Poétesses d'expression française (du Moyen-Age au XXème siècle)

Poétesses d'expression française (du Moyen-Age au XXème siècle)

Bezobrazov (Olga de)

Olga de Bezobrazov




- Féminisme ésotérique (1896)


Le pharaon

Parmi l'espace en feu, le sable d'or rougeoie;
Le Nil, pesamment, traîne un flot épais et lent
Près du bord altéré, qui s'étame et flamboie
Dans la stérilité du vide étincelant.

D'une trace légère ainsi qu'un fil de soie,
La trirême a rayé l'onde, au cours somnolent;
Le ciel, tel qu'un saphir énorme, se déploie, -
- Et le cri des clairons au loin va s'exhalant.
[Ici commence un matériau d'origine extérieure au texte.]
//! Structural transformations. A graph is never modified, a new graph is returned.
//!
//! Batch bookkeeping is maintained: edges added or removed are accounted to the constituent
//! graph owning them, so that unbatching a transformed batch gives the transformed constituents.

use super::store::Graph;
use super::FeatureT;

impl<F> Graph<F>
where
    F: FeatureT,
{
    /// Adds one self loop per node. In each constituent, loops come after the existing edges
    /// of the constituent. Edge features of new edges are zero rows, index columns are dropped.
    /// Useful before message passing so that no node has an empty mailbox.
    pub fn add_self_loop(&self) -> Graph<F> {
        let (src, dst) = self.get_edges();
        let nb_new = self.get_nb_edges() + self.get_nb_nodes();
        let mut new_src = Vec::<usize>::with_capacity(nb_new);
        let mut new_dst = Vec::<usize>::with_capacity(nb_new);
        let mut origin = Vec::<Option<usize>>::with_capacity(nb_new);
        let mut batch_num_edges = Vec::<usize>::with_capacity(self.batch_size());
        //
        let mut node_offset = 0;
        let mut edge_offset = 0;
        for (nb_nodes, nb_edges) in self
            .get_batch_num_nodes()
            .iter()
            .zip(self.get_batch_num_edges())
        {
            for eid in edge_offset..edge_offset + nb_edges {
                new_src.push(src[eid]);
                new_dst.push(dst[eid]);
                origin.push(Some(eid));
            }
            for v in node_offset..node_offset + nb_nodes {
                new_src.push(v);
                new_dst.push(v);
                origin.push(None);
            }
            batch_num_edges.push(nb_edges + nb_nodes);
            node_offset += nb_nodes;
            edge_offset += nb_edges;
        }
        log::debug!("add_self_loop, nb edges : {}", new_src.len());
        let edata = self.get_edata().gather_rows(&origin);
        Graph::from_parts(
            self.get_nb_nodes(),
            new_src,
            new_dst,
            self.get_ndata().clone(),
            edata,
            self.get_batch_num_nodes().to_vec(),
            batch_num_edges,
        )
    } // end of add_self_loop

    /// Removes every self loop, remaining edges keep their relative order and their features.
    pub fn remove_self_loop(&self) -> Graph<F> {
        let (src, dst) = self.get_edges();
        let mut new_src = Vec::<usize>::with_capacity(self.get_nb_edges());
        let mut new_dst = Vec::<usize>::with_capacity(self.get_nb_edges());
        let mut origin = Vec::<Option<usize>>::with_capacity(self.get_nb_edges());
        let mut batch_num_edges = Vec::<usize>::with_capacity(self.batch_size());
        let mut edge_offset = 0;
        for nb_edges in self.get_batch_num_edges() {
            let mut kept = 0;
            for eid in edge_offset..edge_offset + nb_edges {
                if src[eid] != dst[eid] {
                    new_src.push(src[eid]);
                    new_dst.push(dst[eid]);
                    origin.push(Some(eid));
                    kept += 1;
                }
            }
            batch_num_edges.push(kept);
            edge_offset += nb_edges;
        }
        log::debug!(
            "remove_self_loop, removed {} edges",
            self.get_nb_edges() - new_src.len()
        );
        let edata = self.get_edata().gather_rows(&origin);
        Graph::from_parts(
            self.get_nb_nodes(),
            new_src,
            new_dst,
            self.get_ndata().clone(),
            edata,
            self.get_batch_num_nodes().to_vec(),
            batch_num_edges,
        )
    } // end of remove_self_loop

    /// Edge e from u to v becomes edge e from v to u. Features are copied.
    pub fn reverse(&self) -> Graph<F> {
        let (src, dst) = self.get_edges();
        Graph::from_parts(
            self.get_nb_nodes(),
            dst.to_vec(),
            src.to_vec(),
            self.get_ndata().clone(),
            self.get_edata().clone(),
            self.get_batch_num_nodes().to_vec(),
            self.get_batch_num_edges().to_vec(),
        )
    } // end of reverse
} // end of impl Graph

//=====================================================================================

#[cfg(test)]
mod tests {

    use super::*;
    use crate::batch::batched::{batch, unbatch};
    use ndarray::array;

    #[allow(dead_code)]
    fn log_init_test() {
        let _ = env_logger::builder().is_test(true).try_init();
    }

    #[test]
    fn test_self_loops() {
        log_init_test();
        let mut graph = Graph::<f64>::build(&[(0, 1), (1, 1), (1, 2)], None).unwrap();
        graph.set_edata("w", array![[1.], [2.], [3.]]).unwrap();
        let looped = graph.add_self_loop();
        assert_eq!(looped.get_nb_edges(), 6);
        assert_eq!(looped.in_degree(0).unwrap(), 1);
        assert_eq!(
            looped.edata("w").unwrap(),
            &array![[1.], [2.], [3.], [0.], [0.], [0.]]
        );
        //
        let cleaned = looped.remove_self_loop();
        assert_eq!(cleaned.get_edges(), (&[0usize, 1][..], &[1usize, 2][..]));
        assert_eq!(cleaned.edata("w").unwrap(), &array![[1.], [3.]]);
    } // end of test_self_loops

    #[test]
    fn test_self_loops_in_batch() {
        log_init_test();
        let g1 = Graph::<f64>::build(&[(0, 1)], None).unwrap();
        let g2 = Graph::<f64>::build(&[(2, 0)], None).unwrap();
        let batched = batch(&[g1, g2]).unwrap().add_self_loop();
        assert_eq!(batched.get_batch_num_edges(), &[3, 4]);
        let graphs = unbatch(&batched).unwrap();
        assert_eq!(graphs[0].get_edges(), (&[0usize, 0, 1][..], &[1usize, 0, 1][..]));
        assert_eq!(
            graphs[1].get_edges(),
            (&[2usize, 0, 1, 2][..], &[0usize, 0, 1, 2][..])
        );
    } // end of test_self_loops_in_batch

    #[test]
    fn test_reverse() {
        let mut graph = Graph::<f32>::build(&[(0, 1), (0, 2)], None).unwrap();
        graph.set_edata("w", array![[1.], [2.]]).unwrap();
        let reversed = graph.reverse();
        assert_eq!(reversed.in_edges(0).unwrap(), vec![0, 1]);
        assert_eq!(reversed.edata("w").unwrap(), graph.edata("w").unwrap());
    } // end of test_reverse
} // end of mod tests
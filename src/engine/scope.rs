//! Local feature scope.
//!
//! A [FeatureScope] borrows a graph immutably and holds two overlay tables, one for nodes and one for edges.
//! Reads look into the overlay first, then into the graph tables. Everything written in the scope goes into
//! the overlay and is discarded when the scope is dropped, whatever the exit path (normal end, `?` or panic).
//! The graph cannot be modified while a scope on it lives.

use ndarray::{Array2, ArrayView2};

use crate::errors::Result;
use crate::graph::{FeatureSource, FeatureT, FeatureTable, Graph};

use super::apply::{apply_edges, apply_nodes};
use super::funcs::{EdgeFn, NodeFn, ReduceFn};
use super::params::PassParams;
use super::update::{update_all, IsolatedFill};

// overlay then base lookup
struct Layered<'a, F> {
    overlay: &'a FeatureTable<F>,
    base: &'a FeatureTable<F>,
}

impl<'a, F> FeatureSource<F> for Layered<'a, F>
where
    F: FeatureT,
{
    fn nb_rows(&self) -> usize {
        self.base.get_nb_rows()
    }

    fn dense(&self, name: &str) -> Result<ArrayView2<'_, F>> {
        if self.overlay.contains(name) {
            self.overlay.dense(name)
        } else {
            self.base.dense(name)
        }
    }
} // end of impl FeatureSource for Layered

/// Temporary features over a borrowed graph.
pub struct FeatureScope<'g, F>
where
    F: FeatureT,
{
    graph: &'g Graph<F>,
    ndata: FeatureTable<F>,
    edata: FeatureTable<F>,
} // end of FeatureScope

impl<'g, F> FeatureScope<'g, F>
where
    F: FeatureT,
{
    pub(crate) fn new(graph: &'g Graph<F>) -> Self {
        log::debug!("entering local scope");
        FeatureScope {
            graph,
            ndata: FeatureTable::new(graph.get_nb_nodes()),
            edata: FeatureTable::new(graph.get_nb_edges()),
        }
    }

    /// the underlying graph
    pub fn get_graph(&self) -> &Graph<F> {
        self.graph
    }

    /// node features written in the scope
    pub fn get_ndata_overlay(&self) -> &FeatureTable<F> {
        &self.ndata
    }

    /// edge features written in the scope
    pub fn get_edata_overlay(&self) -> &FeatureTable<F> {
        &self.edata
    }

    fn nodes(&self) -> Layered<'_, F> {
        Layered {
            overlay: &self.ndata,
            base: self.graph.get_ndata(),
        }
    }

    fn edges(&self) -> Layered<'_, F> {
        Layered {
            overlay: &self.edata,
            base: self.graph.get_edata(),
        }
    }

    /// sets a temporary node feature. It shadows a graph feature of the same name.
    pub fn set_ndata(&mut self, name: &str, arr: Array2<F>) -> Result<()> {
        self.ndata.set(name, arr)
    }

    /// sets a temporary edge feature. It shadows a graph feature of the same name.
    pub fn set_edata(&mut self, name: &str, arr: Array2<F>) -> Result<()> {
        self.edata.set(name, arr)
    }

    /// node feature, overlay first
    pub fn ndata(&self, name: &str) -> Result<ArrayView2<'_, F>> {
        if self.ndata.contains(name) {
            self.ndata.dense(name)
        } else {
            self.graph.get_ndata().dense(name)
        }
    }

    /// edge feature, overlay first
    pub fn edata(&self, name: &str) -> Result<ArrayView2<'_, F>> {
        if self.edata.contains(name) {
            self.edata.dense(name)
        } else {
            self.graph.get_edata().dense(name)
        }
    }

    /// update_all reading scope features. The result goes into node feature out_name of the overlay,
    /// nodes without mailbox get a zero row.
    pub fn update_all<M, R>(
        &mut self,
        message_fn: &M,
        reduce_fn: &R,
        out_name: &str,
        params: &PassParams,
    ) -> Result<()>
    where
        M: EdgeFn<F> + ?Sized,
        R: ReduceFn<F> + ?Sized,
    {
        let dense = {
            let nodes = self.nodes();
            let edges = self.edges();
            let update = update_all(self.graph, message_fn, reduce_fn, &nodes, &edges, params)?;
            update.to_dense(IsolatedFill::Zero)?
        };
        self.ndata.set(out_name, dense)
    } // end of update_all

    /// apply_edges reading scope features, the result goes into edge feature out_name of the overlay.
    pub fn apply_edges<E>(&mut self, edge_fn: &E, out_name: &str, params: &PassParams) -> Result<()>
    where
        E: EdgeFn<F> + ?Sized,
    {
        let result = {
            let nodes = self.nodes();
            let edges = self.edges();
            apply_edges(self.graph, edge_fn, &nodes, &edges, params)?
        };
        self.edata.set(out_name, result)
    } // end of apply_edges

    /// apply_nodes reading scope features, the result goes into node feature out_name of the overlay.
    pub fn apply_nodes<N>(&mut self, node_fn: &N, out_name: &str, params: &PassParams) -> Result<()>
    where
        N: NodeFn<F> + ?Sized,
    {
        let result = {
            let nodes = self.nodes();
            apply_nodes(self.graph, node_fn, &nodes, params)?
        };
        self.ndata.set(out_name, result)
    } // end of apply_nodes
} // end of impl FeatureScope

impl<'g, F> Drop for FeatureScope<'g, F>
where
    F: FeatureT,
{
    fn drop(&mut self) {
        log::debug!(
            "leaving local scope, discarding {} node features and {} edge features",
            self.ndata.len(),
            self.edata.len()
        );
    }
} // end of impl Drop for FeatureScope

impl<F> Graph<F>
where
    F: FeatureT,
{
    /// opens a scope of temporary features on the graph
    pub fn local_scope(&self) -> FeatureScope<'_, F> {
        FeatureScope::new(self)
    }

    /// runs f in a local scope, the scope is discarded on return whatever f returned
    pub fn with_local_scope<T, G>(&self, f: G) -> Result<T>
    where
        G: FnOnce(&mut FeatureScope<'_, F>) -> Result<T>,
    {
        let mut scope = self.local_scope();
        f(&mut scope)
    }
} // end of impl Graph

//=====================================================================================

// end of mod tests
//! Persistence of graphs.

/// bson dump and reload of a graph with its features
pub mod bson;
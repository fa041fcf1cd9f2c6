//! Message passing : update_all and send_and_recv.
//!
//! For each (selected) edge e = (u,v) a message is computed by the message function from the rows of u, v and e.
//! Messages are then grouped by destination. The mailbox of v holds the messages of its inbound edges in ascending
//! edge id order, and the reduce function computes one row from it.
//!
//! Nodes without inbound (selected) edges get no mailbox, the reduce function is not called for them and the result
//! [NodeUpdate] has no row for them. The conversion to a dense column with [NodeUpdate::to_dense] decides
//! what isolated nodes get, see [IsolatedFill].

use cpu_time::ProcessTime;
use std::time::SystemTime;

use ndarray::{Array2, ArrayView1, ArrayView2, Axis};

use crate::errors::{GraphError, Result};
use crate::graph::{FeatureSource, FeatureT, FeatureTable, Graph};

use super::funcs::{EdgeFn, EdgeRef, Mailbox, NodeFn, NodeRef, ReduceFn};
use super::params::PassParams;
use super::{check_rows, map_indices, stack_rows};

/// What a node without mailbox gets when a [NodeUpdate] is made dense.
pub enum IsolatedFill<'a, F> {
    /// a zero row
    Zero,
    /// its row in the given array (typically the previous value of the feature)
    Keep(ArrayView2<'a, F>),
}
Le Pharaon songeur, relevant son front pâle,
Voit l'Egypte briller superbe, colossale,
Et sent monter l'orgueil à son coeur dévasté...

Et les vieux sphinx, gardiens de la nuit sépulcrale
Toujours debout, qu'un peuple chante ou bien qu'il râle,
De leurs yeux de granit scrutent l'immensité!


Hiver

Sous un ciel morne et bas, les grands arbres poudrés
Comme d'anciens sergents dessinent leurs fantômes;
L'hiver jette sur tout, la saulaie et les chaumes,
Un long voile de neige aux dessins ajourés,

L'horizon qui rougit met des reflets cuivrés,
Comme on en voit encore aux tranches des vieux tomes,
Sur le tapis d'hermine et l'arête des dômes
Que la forêt étend sur la nacre des prés.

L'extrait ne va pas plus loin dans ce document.